Bring water for the pasta to the boil. When the water starts to boil, throw in the carrot and cook until tender then lift out the carrot, reserving the water of course. While waiting for it to come to the boil and the carrot to cook, fry the bacon in some olive oil until cooked to your liking, lift bacon out and drain on some paper towel. Add the zucchini and garlic to the same pan and cook until golden.

Cook the pasta until al dente then drain (reserve a cupful of the cooking water). Meanwhile, scoop out the flesh from the avocado, mash with a fork then season to taste with lemon juice, salt and pepper and a couple of pinches cayenne pepper. Add some milk to thin it out a bit. Add the finely chopped parsley.

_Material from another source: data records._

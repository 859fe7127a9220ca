use anyhow::{Context, Result};
use clap::{CommandFactory, Parser, Subcommand};
use clap_complete::{generate, Shell};
use identcase::cli::output::{self, OutputFormat, StyleEntry};
use identcase::config::Overrides;
use identcase::{convert, AcronymSet, Config, ConvertResult, Identifier, Orthography, Preset};
use std::io::{self, BufRead};
use tracing_subscriber::EnvFilter;

#[derive(Parser, Debug)]
#[command(name = "identcase")]
#[command(version, about = "Convert identifiers between naming conventions", long_about = None)]
struct Cli {
    /// Output format (text, json)
    #[arg(short = 'o', long, default_value = "text", global = true)]
    format: OutputFormat,

    /// Disable colored output
    #[arg(long, global = true)]
    no_color: bool,

    /// Treat this word as an acronym (repeatable)
    #[arg(short = 'a', long = "acronym", value_name = "ACRONYM", global = true)]
    acronyms: Vec<String>,

    /// Treat "id" as an acronym
    #[arg(long, global = true)]
    id_acronym: bool,

    /// Do not use the built-in acronym list
    #[arg(long, global = true)]
    no_common_acronyms: bool,

    /// Log debug information to stderr
    #[arg(short, long, global = true)]
    verbose: bool,

    /// Generate shell completion script
    #[arg(long, value_name = "SHELL")]
    completion: Option<Shell>,

    #[command(subcommand)]
    command: Option<Commands>,
}

#[derive(Subcommand, Debug)]
enum Commands {
    /// Reformat identifiers into another style
    Convert {
        /// Target style (preset name or custom style from config)
        #[arg(short, long)]
        to: Option<String>,

        /// Source style; without it the input is guessed
        #[arg(short, long)]
        from: Option<String>,

        /// Exit with code 0 even if some identifiers could not be parsed
        #[arg(long)]
        no_fail: bool,

        /// Identifiers to convert; read from stdin, one per line, when omitted
        #[arg(value_name = "IDENTIFIERS")]
        identifiers: Vec<String>,
    },
    /// Check that identifiers follow a style
    Check {
        /// Style to check against
        style: String,

        /// Exit with code 0 even if some identifiers do not follow the style
        #[arg(long)]
        no_fail: bool,

        /// Identifiers to check; read from stdin, one per line, when omitted
        #[arg(value_name = "IDENTIFIERS")]
        identifiers: Vec<String>,
    },
    /// List available styles
    Styles,
}

fn main() -> Result<()> {
    let cli = Cli::parse();

    init_logging(cli.verbose);

    // Handle shell completion generation
    if let Some(shell) = cli.completion {
        let mut cmd = Cli::command();
        generate(shell, &mut cmd, "identcase", &mut io::stdout());
        return Ok(());
    }

    let Some(command) = cli.command else {
        Cli::command().print_help()?;
        return Ok(());
    };

    // Load configuration
    let config = Config::load(Overrides {
        acronyms: cli.acronyms.clone(),
        id_is_acronym: cli.id_acronym,
        no_common_acronyms: cli.no_common_acronyms,
    })?;
    let acronyms = config.acronym_list()?;
    let colored = !cli.no_color;

    match command {
        Commands::Convert {
            to,
            from,
            no_fail,
            identifiers,
        } => {
            let target_name = to
                .or_else(|| config.default_target.clone())
                .context("No target style. Pass --to or set default_target in the config file.")?;
            let target = config.resolve_style(&target_name)?;
            let source = from.map(|name| config.resolve_style(&name)).transpose()?;

            let identifiers = read_identifiers(identifiers)?;
            let result = run_convert(&identifiers, source.as_ref(), &target, &acronyms);
            output::print_conversions(&target_name, &result, colored, &cli.format)?;
            if let OutputFormat::Text = cli.format {
                output::print_convert_summary(&result, colored);
            }

            if result.error_count > 0 && !no_fail {
                std::process::exit(1);
            }
        }
        Commands::Check {
            style,
            no_fail,
            identifiers,
        } => {
            let orthography = config.resolve_style(&style)?;
            let result = run_convert(
                &read_identifiers(identifiers)?,
                Some(&orthography),
                &orthography,
                &acronyms,
            );
            output::print_check_results(&style, &result, colored, &cli.format)?;
            if let OutputFormat::Text = cli.format {
                output::print_check_summary(&style, &result, colored);
            }

            if result.error_count > 0 && !no_fail {
                std::process::exit(1);
            }
        }
        Commands::Styles => {
            let mut styles: Vec<StyleEntry> = config
                .styles
                .iter()
                .map(|(name, orthography)| StyleEntry {
                    name: name.clone(),
                    builtin: false,
                    orthography: orthography.clone(),
                })
                .collect();
            styles.extend(Preset::ALL.iter().map(|preset| StyleEntry {
                name: preset.name().to_string(),
                builtin: true,
                orthography: preset.orthography(),
            }));

            output::print_styles(&styles, &style_example(), colored, &cli.format)?;
        }
    }

    Ok(())
}

fn init_logging(verbose: bool) {
    let filter = if verbose {
        EnvFilter::new("identcase=debug")
    } else {
        EnvFilter::try_from_default_env().unwrap_or_else(|_| EnvFilter::new("warn"))
    };
    tracing_subscriber::fmt()
        .with_env_filter(filter)
        .with_writer(io::stderr)
        .init();
}

fn read_identifiers(identifiers: Vec<String>) -> Result<Vec<String>> {
    if !identifiers.is_empty() {
        return Ok(identifiers);
    }

    tracing::debug!("Reading identifiers from stdin");
    let mut lines = Vec::new();
    for line in io::stdin().lock().lines() {
        let line = line.context("Failed to read stdin")?;
        let line = line.trim();
        if !line.is_empty() {
            lines.push(line.to_string());
        }
    }
    if lines.is_empty() {
        anyhow::bail!("No identifiers given. Pass them as arguments or on stdin.");
    }
    Ok(lines)
}

fn run_convert(
    identifiers: &[String],
    from: Option<&Orthography>,
    to: &Orthography,
    acronyms: &AcronymSet,
) -> ConvertResult {
    let mut result = ConvertResult::default();
    for input in identifiers {
        let conversion = convert(input, from, to, acronyms);
        if let Err(e) = &conversion.result {
            tracing::debug!(input = %input, error = %e, "Failed to parse identifier");
        }
        result.push(conversion);
    }
    result
}

fn style_example() -> Identifier {
    let mut example = Identifier::new();
    example.append_acronym("html");
    example.append_word("parser");
    example.append_acronym("url");
    example
}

Return the pasta to the pot it was cooked in (off the heat), add the carrots, bacon and zucchini. Mix in the avocado mixture and use the reserved cooking water to achieve the desired consistency. Plate up, throw a few more parsley leaves over the top, drizzle with some extra-virgin olive oil over the top and serve with the parmesan.

Enjoy.


----------



## Claire (Mar 26, 2006)

Going to try this one!  Yumm!


----------



## urmaniac13 (Mar 26, 2006)

What a unique, fresh, mouth watering idea Haggis!!  And a great eclectic fusion recipe!!
So many Italian folks are not very accustomed to the usage of avocados (I have seen on several occasions at the market or supermarkets, people just musing over them and saying "but what are you supposed to do with this?")
This would be a great way to introduce this wonderful fruit to them


----------



## RDG (Mar 26, 2006)

Haggis, I'm one of italian folks Urmaniac is speaking about, effectively . Usually, I eat avocado only with shrimps, and it has never been particularly tasting, for me: too fat... 
However, this recipe is really interesting: avocado is mixed with lemon, ad so it remains more....how can I say? LESS fat. Sweet of carrots, sour of zucchini....I've copied it. Only a question, please: you use milk and lemon together. Is it ok? Don't they become cheese? TIA


----------



## Haggis (Mar 26, 2006)

> Usually, I eat avocado only with shrimps, and it has never been particularly tasting, for me: too fat...However, this recipe is really interesting: avocado is mixed with lemon, ad so it remains more....how can I say? LESS fat.


I get what you are saying here. The acidity of the lemon cuts through the richness (I believe that could be the english term you are looking for to describe the feeling and taste of a lot of fat in the mouth) of the avocado. Putting it in an Italian food perspective it's like serving a red wine (or using the red wine in a tomato sauce) with a lot of acid/tannins with cotechino or drizzling balsamic vinegar over mascarpone with strawberries. Is that the sort of thing you are talking about RDG?



> Only a question, please: you use milk and lemon together. Is it ok? Don't they become cheese?


You are only using a fairly small amount of milk and lemon juice and it's combined with the advocado so you don't notice it. Additionally because of the texture of the finished dish (it looks exactly like carbonara) that any curdling of the milk is not noticable texture-wise.


----------



## RDG (Mar 26, 2006)

Thanks for your kindness: yes, it's exactly what I meant.
Eheheheh.....It' curious this matter of "Italian food perspective"...  I didn't realize you can look to us with this idea....But, effectively, your examples are perfect. Thank you again.....


----------



## Haggis (Mar 26, 2006)

I guess it comes from the fact that all the world's cuisines follow the same basic ground rules. Once you know the ground rules they can be applied to any cuisine, only the ingredients differ. 

I'm just lucky enough to have some experience with a variety of Italian ingredients and cooking so that I could provide examples that you could more readily understand, as no doubt Italian cooking and ingredients is the cuisine you understand best.

I'm glad I understood what you meant and was able to provide some relevant examples.


----------